In 2020, the Quebec government promised Dawson College to fund this $100 million dollar expansion plan. However, during a press conference on January 31st, Premier Legault did an about face and quashed all upcoming expansion plans, explaining that the CAQ has “too many projects and [that] there is a limited capacity to build new infrastructure”. He further added that if they had to choose a priority, it’d be “better to expand French colleges before adding capacity to Dawson".

During interviews with Legault and members of his team, questions regarding Bill 96 inevitably arose. For background, on May 13, 2021, the government of Quebec labelled Bill 96 as an act “representing French as the official and common language of Quebec”. This has been the catalyst to many heated discussions over the presence of francophone students in an ‘anglophone’ school.

Daniel Béland, director of the McGill Institute for the Study of Canada, is puzzled by this decision. He suggested that it is Legault’s personal views on the province’s language laws that affected this decision regarding the cancellation of the Dawson expansion and that the Parti Quebecois’s ultimate goal with Bill 96 is to prevent non-anglophone CEGEP students from attending English-language colleges.

This bill already affects non-anglophone students, who are prohibited from attending English primary or secondary schools. Legault has stated publicly that he believes that this law should expand to the junior college system as well, triggering a flood of reactions from students.

Joseph Benzazon, a second year Health Science student at the College, explained that while he understands the rationale behind the government’s desire to preserve the French language,to penalise an important academic institution based on the fact that it is an English school is pretty unfair”. Benzazon added that Dawson’s student population attracts both anglophone and francophone students, and that French classes are taught at the College. French is very much alive at the institution, with French conversations happening all around you.

Kim Dubuc, a second-year graphic design student at Dawson, shared her opinion: “I see why the Quebec government is doing what it’s doing,” she said. “I understand that they want to preserve the French language in Quebec but I completely disagree with the expansion ban. I think the issue is deeper than we think it is and we just have to find a happy balance”.

Jeffrey Gandell, an English Professor at Dawson, had quite a bit to say about this decision: “I think that it is quite obviously a blind political move by the CAQ [...] they are letting an English school’s infrastructure deteriorate because they aren’t giving them money to expand and invest in their facilities. This political choice is doing a big disservice to the sustainability of the province's healthcare system”.

The expansion project would help the students training to be nurses, as well as those in the ultrasound, physiotherapy, radiation, oncology, and diagnostic imaging departments. Currently, these programs are working in many different spaces at Dawson as well as rented spaces off campus due to the lack of space.

This expansion would help with another major issue in the school: overcrowding.

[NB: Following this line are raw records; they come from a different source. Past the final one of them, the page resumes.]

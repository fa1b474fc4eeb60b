use metrics_exporter_prometheus::PrometheusHandle;
use std::collections::HashMap;
use std::sync::atomic::AtomicBool;
use std::sync::{Arc, Mutex};

use pulsecheck::workflows::diagnosis::{
    AnalyticsEvent, Answer, AnswerValue, AssessmentId, DiagnosisRecord, DiagnosisRepository,
    EventError, EventPublisher, QuestionId, RepositoryError,
};

#[derive(Clone)]
pub(crate) struct AppState {
    pub(crate) readiness: Arc<AtomicBool>,
    pub(crate) metrics: Arc<PrometheusHandle>,
}

#[derive(Default, Clone)]
pub(crate) struct InMemoryDiagnosisRepository {
    records: Arc<Mutex<HashMap<AssessmentId, DiagnosisRecord>>>,
}

impl DiagnosisRepository for InMemoryDiagnosisRepository {
    fn insert(&self, record: DiagnosisRecord) -> Result<DiagnosisRecord, RepositoryError> {
        let mut guard = self.records.lock().expect("repository mutex poisoned");
        if guard.contains_key(&record.assessment_id) {
            return Err(RepositoryError::Conflict);
        }
        guard.insert(record.assessment_id.clone(), record.clone());
        Ok(record)
    }

    fn fetch(&self, id: &AssessmentId) -> Result<Option<DiagnosisRecord>, RepositoryError> {
        let guard = self.records.lock().expect("repository mutex poisoned");
        Ok(guard.get(id).cloned())
    }

    fn recent(&self, limit: usize) -> Result<Vec<DiagnosisRecord>, RepositoryError> {
        let guard = self.records.lock().expect("repository mutex poisoned");
        let mut records: Vec<DiagnosisRecord> = guard.values().cloned().collect();
        records.sort_by(|a, b| b.submitted_at.cmp(&a.submitted_at));
        records.truncate(limit);
        Ok(records)
    }
}

#[derive(Default, Clone)]
pub(crate) struct InMemoryEventPublisher {
    events: Arc<Mutex<Vec<AnalyticsEvent>>>,
}

impl EventPublisher for InMemoryEventPublisher {
    fn publish(&self, event: AnalyticsEvent) -> Result<(), EventError> {
        let mut guard = self.events.lock().expect("event mutex poisoned");
        guard.push(event);
        Ok(())
    }
}

impl InMemoryEventPublisher {
    pub(crate) fn events(&self) -> Vec<AnalyticsEvent> {
        self.events.lock().expect("event mutex poisoned").clone()
    }
}

/// Parse a comma-separated list of answer values ("8,6,3,...") into
/// answers for questions 1..N in order.
pub(crate) fn parse_answer_values(raw: &str) -> Result<Vec<Answer>, String> {
    let mut answers = Vec::new();
    for (index, token) in raw.split(',').enumerate() {
        if index >= QuestionId::COUNT {
            return Err(format!(
                "too many values: the sheet has {} questions",
                QuestionId::COUNT
            ));
        }

        let points = token
            .trim()
            .parse::<u8>()
            .map_err(|err| format!("failed to parse '{}' as an answer value ({err})", token.trim()))?;
        let value = AnswerValue::try_from(points).map_err(|err| err.to_string())?;
        let question_id = QuestionId::new(index as u8 + 1)
            .ok_or_else(|| format!("question index {} out of range", index + 1))?;

        answers.push(Answer { question_id, value });
    }

    Ok(answers)
}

Students are already scrambling for seating in class. Additionally, an inability to physically distance in class during COVID adds to the likelihood of the virus spreading, which causes unneeded stress among students and professors.

Megan Wise, a first-year commerce student, agreed that “it is really difficult to get anywhere around the school because the staircase is so crowded”. She also said that her classes have “way too many people in them and sometimes there’s not enough desks for everyone which should not be happening”.

Dawson’s Director General Diane Gauvin informed Dawson employees, in a letter that the Ministry recognized, that Dawson “suffers from a space deficit of 11,200 m2 or the equivalent of more than 10 typical office floors”. She also said that she is “extremely disappointed by the decision” and she will remain “committed to finding solutions to better serve students and the community”.

Despite backlash from Montrealers, Legault continues to defend the decision.